= Available data =
//! Probability bar chart rendering

use herolens_core::{Error, Result};
use plotters::prelude::*;
use resvg::{tiny_skia, usvg};
use std::sync::Arc;

/// Bar fill color, drawn at [`BAR_ALPHA`]
pub const BAR_COLOR: RGBColor = RGBColor(0x70, 0x52, 0xCB);

/// Bar opacity
pub const BAR_ALPHA: f64 = 0.5;

/// Chart size in pixels (10 x 5 inches at 100 dpi)
pub const CHART_SIZE: (u32, u32) = (1000, 500);

/// Font embedded for chart labels so output does not depend on the host
const CHART_FONT: &[u8] = include_bytes!("../../assets/DejaVuSans.ttf");

/// Family name of [`CHART_FONT`]
const CHART_FONT_FAMILY: &str = "DejaVu Sans";

/// Draws probability charts and rasterizes them to PNG.
///
/// Holds the font database so it is built once, not per request.
#[derive(Clone)]
pub struct ChartRenderer {
    fontdb: Arc<usvg::fontdb::Database>,
}

impl Default for ChartRenderer {
    fn default() -> Self {
        Self::new()
    }
}

impl ChartRenderer {
    /// Create a renderer that draws labels with the embedded font.
    ///
    /// The SVG names generic families (`sans-serif`), which fontdb resolves
    /// to Arial unless told otherwise, so both generics point at the
    /// embedded face.
    pub fn new() -> Self {
        let mut fontdb = usvg::fontdb::Database::new();
        fontdb.load_font_data(CHART_FONT.to_vec());
        fontdb.set_sans_serif_family(CHART_FONT_FAMILY);
        fontdb.set_serif_family(CHART_FONT_FAMILY);
        tracing::debug!("Chart renderer loaded {} font faces", fontdb.len());
        Self::with_fontdb(fontdb)
    }

    /// Create a renderer with a caller-provided font database
    pub fn with_fontdb(fontdb: usvg::fontdb::Database) -> Self {
        Self {
            fontdb: Arc::new(fontdb),
        }
    }

    /// Render a horizontal bar chart of `probabilities` as PNG bytes.
    ///
    /// One bar per class, first class at the top.
    pub fn render_png(&self, classes: &[String], probabilities: &[f32]) -> Result<Vec<u8>> {
        let svg = draw_svg(classes, probabilities)?;
        self.rasterize(&svg)
    }

    fn rasterize(&self, svg: &str) -> Result<Vec<u8>> {
        let options = usvg::Options {
            fontdb: self.fontdb.clone(),
            ..Default::default()
        };
        let tree = usvg::Tree::from_str(svg, &options)
            .map_err(|e| Error::render(format!("Failed to parse chart SVG: {}", e)))?;

        let size = tree.size().to_int_size();
        let mut pixmap = tiny_skia::Pixmap::new(size.width(), size.height())
            .ok_or_else(|| Error::render("Chart has zero size"))?;
        resvg::render(&tree, tiny_skia::Transform::default(), &mut pixmap.as_mut());

        pixmap
            .encode_png()
            .map_err(|e| Error::render(format!("Failed to encode chart PNG: {}", e)))
    }
}

/// Draw the chart as an SVG document
pub fn draw_svg(classes: &[String], probabilities: &[f32]) -> Result<String> {
    if classes.len() != probabilities.len() {
        return Err(Error::render(format!(
            "{} classes but {} probabilities",
            classes.len(),
            probabilities.len()
        )));
    }

    let mut svg = String::new();
    draw(&mut svg, classes, probabilities)
        .map_err(|e| Error::render(format!("Failed to draw chart: {}", e)))?;
    Ok(svg)
}

fn draw(
    buf: &mut String,
    classes: &[String],
    probabilities: &[f32],
) -> std::result::Result<(), Box<dyn std::error::Error>> {
    let n = classes.len();
    let root = SVGBackend::with_string(buf, CHART_SIZE).into_drawing_area();
    root.fill(&WHITE)?;

    // Row r holds class n - 1 - r so the first class is drawn at the top
    let row_of = |class: usize| (n - 1 - class) as f32;
    let label = |y: &f32| {
        let row = y.round();
        if (y - row).abs() > 1e-3 || row < 0.0 || row >= n as f32 {
            return String::new();
        }
        classes[n - 1 - row as usize].clone()
    };

    let mut chart = ChartBuilder::on(&root)
        .margin(20)
        .x_label_area_size(50)
        .y_label_area_size(140)
        .build_cartesian_2d(0f32..1f32, -0.5f32..(n as f32 - 0.5))?;

    chart
        .configure_mesh()
        .disable_y_mesh()
        // Dense enough that every integer row gets a tick; the rest stay blank
        .y_labels(2 * n)
        .y_label_formatter(&label)
        .x_labels(6)
        .x_desc("probability")
        .draw()?;

    let style = BAR_COLOR.mix(BAR_ALPHA).filled();
    chart.draw_series(probabilities.iter().enumerate().map(|(i, p)| {
        let y = row_of(i);
        Rectangle::new([(0f32, y - 0.4), (p.clamp(0.0, 1.0), y + 0.4)], style)
    }))?;

    root.present()?;
    Ok(())
}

= Exercise brief =
From top to bottom, please output the material exactly.

= Task result =
//! Probability bar chart rendering

use herolens_core::{Error, Result};
use plotters::prelude::*;
use resvg::{tiny_skia, usvg};
use std::sync::Arc;

/// Bar fill color, drawn at [`BAR_ALPHA`]
pub const BAR_COLOR: RGBColor = RGBColor(0x70, 0x52, 0xCB);

/// Bar opacity
pub const BAR_ALPHA: f64 = 0.5;

/// Chart size in pixels (10 x 5 inches at 100 dpi)
pub const CHART_SIZE: (u32, u32) = (1000, 500);

/// Font embedded for chart labels so output does not depend on the host
const CHART_FONT: &[u8] = include_bytes!("../../assets/DejaVuSans.ttf");

/// Family name of [`CHART_FONT`]
const CHART_FONT_FAMILY: &str = "DejaVu Sans";

/// Draws probability charts and rasterizes them to PNG.
///
/// Holds the font database so it is built once, not per request.
#[derive(Clone)]
pub struct ChartRenderer {
    fontdb: Arc<usvg::fontdb::Database>,
}

impl Default for ChartRenderer {
    fn default() -> Self {
        Self::new()
    }
}

impl ChartRenderer {
    /// Create a renderer that draws labels with the embedded font.
    ///
    /// The SVG names generic families (`sans-serif`), which fontdb resolves
    /// to Arial unless told otherwise, so both generics point at the
    /// embedded face.
    pub fn new() -> Self {
        let mut fontdb = usvg::fontdb::Database::new();
        fontdb.load_font_data(CHART_FONT.to_vec());
        fontdb.set_sans_serif_family(CHART_FONT_FAMILY);
        fontdb.set_serif_family(CHART_FONT_FAMILY);
        tracing::debug!("Chart renderer loaded {} font faces", fontdb.len());
        Self::with_fontdb(fontdb)
    }

    /// Create a renderer with a caller-provided font database
    pub fn with_fontdb(fontdb: usvg::fontdb::Database) -> Self {
        Self {
            fontdb: Arc::new(fontdb),
        }
    }

    /// Render a horizontal bar chart of `probabilities` as PNG bytes.
    ///
    /// One bar per class, first class at the top.
    pub fn render_png(&self, classes: &[String], probabilities: &[f32]) -> Result<Vec<u8>> {
        let svg = draw_svg(classes, probabilities)?;
        self.rasterize(&svg)
    }

    fn rasterize(&self, svg: &str) -> Result<Vec<u8>> {
        let options = usvg::Options {
            fontdb: self.fontdb.clone(),
            ..Default::default()
        };
        let tree = usvg::Tree::from_str(svg, &options)
            .map_err(|e| Error::render(format!("Failed to parse chart SVG: {}", e)))?;

        let size = tree.size().to_int_size();
        let mut pixmap = tiny_skia::Pixmap::new(size.width(), size.height())
            .ok_or_else(|| Error::render("Chart has zero size"))?;
        resvg::render(&tree, tiny_skia::Transform::default(), &mut pixmap.as_mut());

        pixmap
            .encode_png()
            .map_err(|e| Error::render(format!("Failed to encode chart PNG: {}", e)))
    }
}

/// Draw the chart as an SVG document
pub fn draw_svg(classes: &[String], probabilities: &[f32]) -> Result<String> {
    if classes.len() != probabilities.len() {
        return Err(Error::render(format!(
            "{} classes but {} probabilities",
            classes.len(),
            probabilities.len()
        )));
    }

    let mut svg = String::new();
    draw(&mut svg, classes, probabilities)
        .map_err(|e| Error::render(format!("Failed to draw chart: {}", e)))?;
    Ok(svg)
}

fn draw(
    buf: &mut String,
    classes: &[String],
    probabilities: &[f32],
) -> std::result::Result<(), Box<dyn std::error::Error>> {
    let n = classes.len();
    let root = SVGBackend::with_string(buf, CHART_SIZE).into_drawing_area();
    root.fill(&WHITE)?;

    // Row r holds class n - 1 - r so the first class is drawn at the top
    let row_of = |class: usize| (n - 1 - class) as f32;
    let label = |y: &f32| {
        let row = y.round();
        if (y - row).abs() > 1e-3 || row < 0.0 || row >= n as f32 {
            return String::new();
        }
        classes[n - 1 - row as usize].clone()
    };

    let mut chart = ChartBuilder::on(&root)
        .margin(20)
        .x_label_area_size(50)
        .y_label_area_size(140)
        .build_cartesian_2d(0f32..1f32, -0.5f32..(n as f32 - 0.5))?;

    chart
        .configure_mesh()
        .disable_y_mesh()
        // Dense enough that every integer row gets a tick; the rest stay blank
        .y_labels(2 * n)
        .y_label_formatter(&label)
        .x_labels(6)
        .x_desc("probability")
        .draw()?;

    let style = BAR_COLOR.mix(BAR_ALPHA).filled();
    chart.draw_series(probabilities.iter().enumerate().map(|(i, p)| {
        let y = row_of(i);
        Rectangle::new([(0f32, y - 0.4), (p.clamp(0.0, 1.0), y + 0.4)], style)
    }))?;

    root.present()?;
    Ok(())
}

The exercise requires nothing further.